WHAT TO PRODUCE ▸
Exactly the lines from the one with "let searched = self" through the end of the records below are to be output, the first and last included, and no others.

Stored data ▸

//! SDK tool lookup
//!
//! Resolves `adb` and `emulator` inside an Android SDK, falling back to PATH.

use std::env;
use std::path::PathBuf;

use tracing::debug;
use which::which;

use droidlink_core::{BridgeConfig, Error, Result};

/// Android SDK tool locations
#[derive(Debug, Clone, Default)]
pub struct SdkTools {
    sdk_path: Option<PathBuf>,
}

impl SdkTools {
    pub fn new(sdk_path: Option<PathBuf>) -> Self {
        Self { sdk_path }
    }

    /// Use the configured SDK, or the one named by the environment
    pub fn from_config(config: &BridgeConfig) -> Self {
        Self::new(config.get_sdk_path().or_else(Self::detect_sdk))
    }

    fn detect_sdk() -> Option<PathBuf> {
        let mut candidates = Vec::new();
        if let Some(home) = dirs::home_dir() {
            if cfg!(target_os = "macos") {
                candidates.push(home.join("Library").join("Android").join("sdk"));
            }
            candidates.push(home.join("Android").join("Sdk"));
        }
        if let Some(local) = dirs::data_local_dir() {
            candidates.push(local.join("Android").join("Sdk"));
        }
        candidates.into_iter().find(|p| p.join("platform-tools").exists())
    }

    pub fn sdk_path(&self) -> Option<&PathBuf> {
        self.sdk_path.as_ref()
    }

    fn binary_name(name: &str) -> String {
        if cfg!(windows) {
            format!("{}.exe", name)
        } else {
            name.to_string()
        }
    }

    fn resolve(&self, subdir: &str, name: &str) -> Result<PathBuf> {
        let binary = Self::binary_name(name);

        if let Some(sdk) = &self.sdk_path {
            let candidate = sdk.join(subdir).join(&binary);
            if candidate.exists() {
                debug!("Using {} from SDK: {:?}", name, candidate);
                return Ok(candidate);
            }
        }

        which(&binary).map_err(|_| {
            let searched = self
                .sdk_path
                .as_ref()
                .map(|p| p.join(subdir).display().to_string())
                .unwrap_or_else(|| env::var("PATH").unwrap_or_default());
            Error::ToolNotFound(format!("{} (searched {})", binary, searched))
        })
    }

    /// Get the adb executable path
    pub fn adb(&self) -> Result<PathBuf> {
        self.resolve("platform-tools", "adb")
    }

    /// Get the emulator executable path
    pub fn emulator(&self) -> Result<PathBuf> {
        self.resolve("emulator", "emulator")
    }
}

#[cfg(test)]
mod tests {
    use super::*;

    #[test]
    fn test_prefers_sdk_binary() {
        let sdk = env::temp_dir().join(format!("droidlink-sdk-{}", std::process::id()));
        let tools_dir = sdk.join("platform-tools");
        std::fs::create_dir_all(&tools_dir).unwrap();
        let adb = tools_dir.join(SdkTools::binary_name("adb"));
        std::fs::write(&adb, b"").unwrap();

        let tools = SdkTools::new(Some(sdk.clone()));
        assert_eq!(tools.adb().unwrap(), adb);

        std::fs::remove_dir_all(&sdk).unwrap();
    }

    #[test]
    fn test_missing_tool_names_search_location() {
        let tools = SdkTools::new(Some(PathBuf::from("/nonexistent/droidlink-sdk")));
        match tools.resolve("emulator", "droidlink-no-such-tool") {
            Err(Error::ToolNotFound(message)) => {
                assert!(message.contains("droidlink-no-such-tool"));
                assert!(message.contains("/nonexistent/droidlink-sdk"));
            }
            other => panic!("expected ToolNotFound, got {:?}", other),
        }
    }
}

EXERCISE OUTPUT ▸
            let searched = self
                .sdk_path
                .as_ref()
                .map(|p| p.join(subdir).display().to_string())
                .unwrap_or_else(|| env::var("PATH").unwrap_or_default());
            Error::ToolNotFound(format!("{} (searched {})", binary, searched))
        })
    }

    /// Get the adb executable path
    pub fn adb(&self) -> Result<PathBuf> {
        self.resolve("platform-tools", "adb")
    }

    /// Get the emulator executable path
    pub fn emulator(&self) -> Result<PathBuf> {
        self.resolve("emulator", "emulator")
    }
}

#[cfg(test)]
mod tests {
    use super::*;

    #[test]
    fn test_prefers_sdk_binary() {
        let sdk = env::temp_dir().join(format!("droidlink-sdk-{}", std::process::id()));
        let tools_dir = sdk.join("platform-tools");
        std::fs::create_dir_all(&tools_dir).unwrap();
        let adb = tools_dir.join(SdkTools::binary_name("adb"));
        std::fs::write(&adb, b"").unwrap();

        let tools = SdkTools::new(Some(sdk.clone()));
        assert_eq!(tools.adb().unwrap(), adb);

        std::fs::remove_dir_all(&sdk).unwrap();
    }

    #[test]
    fn test_missing_tool_names_search_location() {
        let tools = SdkTools::new(Some(PathBuf::from("/nonexistent/droidlink-sdk")));
        match tools.resolve("emulator", "droidlink-no-such-tool") {
            Err(Error::ToolNotFound(message)) => {
                assert!(message.contains("droidlink-no-such-tool"));
                assert!(message.contains("/nonexistent/droidlink-sdk"));
            }
            other => panic!("expected ToolNotFound, got {:?}", other),
        }
    }
}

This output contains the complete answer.